Gardner states that the defendants failed to exercise ordinary care and caution for her safety by including asbestos in their products, even though it was completely foreseeable and anticipated that people working around asbestos would ingest, inhale or absorb it.

Gardner also alleges that the defendants included asbestos in their products when adequate substitutes for the asbestos in their product was available, and failed to provide any or adequate instructions concerning the safe methods of working with and around asbestos.

She continues to claim that the defendants failed to require and advise their employees of hygiene practices designed to reduce or prevent carrying asbestos fibers home.

As a result of the alleged negligence, Gardner claims she was exposed to fibers containing asbestos, and developed a disease caused only by asbestos which has disabled and disfigured her. She seeks damages to help pay for the cost of her treatment.

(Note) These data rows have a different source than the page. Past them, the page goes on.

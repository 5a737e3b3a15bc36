//! CountMatrixStore - immutable count matrix bound to sample metadata

use super::{CountMatrix, SampleMetadata};
use crate::error::{CountQcError, Result};

/// Raw counts together with the metadata describing their columns.
///
/// Construction checks that the metadata and the matrix agree on the number,
/// order and names of samples. Once built the store is never mutated; every
/// transformation returns a new store.
#[derive(Debug, Clone)]
pub struct CountMatrixStore {
    counts: CountMatrix,
    metadata: SampleMetadata,
    /// Column sums of `counts`, recomputed for every new store
    library_sizes: Vec<u64>,
}

impl CountMatrixStore {
    /// Bind a count matrix to its sample metadata
    pub fn new(counts: CountMatrix, metadata: SampleMetadata) -> Result<Self> {
        if metadata.n_samples() != counts.n_samples() {
            return Err(CountQcError::schema(format!(
                "metadata describes {} samples but the count matrix has {} columns",
                metadata.n_samples(),
                counts.n_samples()
            )));
        }

        if let Some(dup) = metadata.duplicate_sample() {
            return Err(CountQcError::schema(format!(
                "duplicate sample ID '{}' in metadata",
                dup
            )));
        }

        if let Some((pos, (meta_id, col_id))) = metadata
            .sample_ids()
            .iter()
            .zip(counts.sample_ids())
            .enumerate()
            .find(|(_, (m, c))| m != c)
        {
            return Err(CountQcError::schema(format!(
                "column {} is '{}' in the count matrix but '{}' in the metadata",
                pos + 1,
                col_id,
                meta_id
            )));
        }

        let library_sizes = counts.library_sizes();
        log::debug!(
            "Bound {} genes x {} samples; library sizes {:?}",
            counts.n_genes(),
            counts.n_samples(),
            library_sizes
        );

        Ok(Self {
            counts,
            metadata,
            library_sizes,
        })
    }

    pub fn matrix(&self) -> &CountMatrix {
        &self.counts
    }

    pub fn metadata(&self) -> &SampleMetadata {
        &self.metadata
    }

    pub fn gene_ids(&self) -> &[String] {
        self.counts.gene_ids()
    }

    pub fn sample_ids(&self) -> &[String] {
        self.counts.sample_ids()
    }

    pub fn n_genes(&self) -> usize {
        self.counts.n_genes()
    }

    pub fn n_samples(&self) -> usize {
        self.counts.n_samples()
    }

    /// Total counts per sample, in column order
    pub fn library_sizes(&self) -> &[u64] {
        &self.library_sizes
    }

    /// Look up a raw count by gene and sample identifier
    pub fn count(&self, gene_id: &str, sample_id: &str) -> Option<u64> {
        let i = self.counts.gene_index(gene_id)?;
        let j = self.counts.sample_index(sample_id)?;
        Some(self.counts.counts()[[i, j]])
    }

    /// New store restricted to the given genes
    pub fn subset_genes(&self, gene_indices: &[usize]) -> Result<Self> {
        Self::new(self.counts.subset_genes(gene_indices)?, self.metadata.clone())
    }

    /// New store restricted to the given samples, in the given order
    pub fn subset_samples(&self, sample_indices: &[usize]) -> Result<Self> {
        Self::new(
            self.counts.subset_samples(sample_indices)?,
            self.metadata.subset(sample_indices)?,
        )
    }
}

#[cfg(test)]
mod tests {
    use super::*;
    use ndarray::array;

    fn sample_ids() -> Vec<String> {
        vec!["s1".to_string(), "s2".to_string(), "s3".to_string()]
    }

    fn matrix() -> CountMatrix {
        CountMatrix::new(
            array![[10, 0, 5], [20, 3, 0]],
            vec!["g1".to_string(), "g2".to_string()],
            sample_ids(),
        )
        .unwrap()
    }

    #[test]
    fn test_store_binds_matching_metadata() {
        let store = CountMatrixStore::new(matrix(), SampleMetadata::new(sample_ids())).unwrap();
        assert_eq!(store.library_sizes(), &[30, 3, 5]);
        assert_eq!(store.count("g2", "s2"), Some(3));
        assert_eq!(store.count("g3", "s2"), None);
    }

    #[test]
    fn test_sample_count_mismatch() {
        let meta = SampleMetadata::new(vec!["s1".to_string(), "s2".to_string()]);
        let result = CountMatrixStore::new(matrix(), meta);
        assert!(matches!(result, Err(CountQcError::SchemaMismatch { .. })));
    }

    #[test]
    fn test_sample_order_is_not_repaired() {
        let meta = SampleMetadata::new(vec!["s2".to_string(), "s1".to_string(), "s3".to_string()]);
        let result = CountMatrixStore::new(matrix(), meta);
        assert!(matches!(result, Err(CountQcError::SchemaMismatch { .. })));
    }

    #[test]
    fn test_renamed_columns_bind() {
        let meta = SampleMetadata::new(vec!["A".to_string(), "B".to_string(), "C".to_string()]);
        let renamed = matrix().rename_samples(meta.sample_ids().to_vec()).unwrap();
        let store = CountMatrixStore::new(renamed, meta).unwrap();
        assert_eq!(store.count("g1", "C"), Some(5));
    }

    #[test]
    fn test_subset_recomputes_library_sizes() {
        let store = CountMatrixStore::new(matrix(), SampleMetadata::new(sample_ids())).unwrap();
        let sub = store.subset_genes(&[1]).unwrap();
        assert_eq!(sub.library_sizes(), &[20, 3, 0]);
        assert_eq!(store.library_sizes(), &[30, 3, 5]);

        let swapped = store.subset_samples(&[2, 0]).unwrap();
        assert_eq!(swapped.sample_ids(), &["s3", "s1"]);
        assert_eq!(swapped.library_sizes(), &[5, 30]);
    }
}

Gardner also suffers "great physical pain and mental anguish, and also will be hindered and prevented from pursuing her normal course of employment, thereby losing large sums of money," according to the complaint.

She is seeking at least $50,000 in damages for negligence, willful and wanton acts, conspiracy, and negligent spoliation of evidence among other charges.

“In addition to compensatory damages, an award of punitive damages is appropriate and necessary in order to punish the defendants for their willful, wanton, intentional and reckless misconduct and to deter them and others from engaging in like misconduct in the future,” the complaint states.

The case has been assigned to Circuit Court Judge Daniel Stack.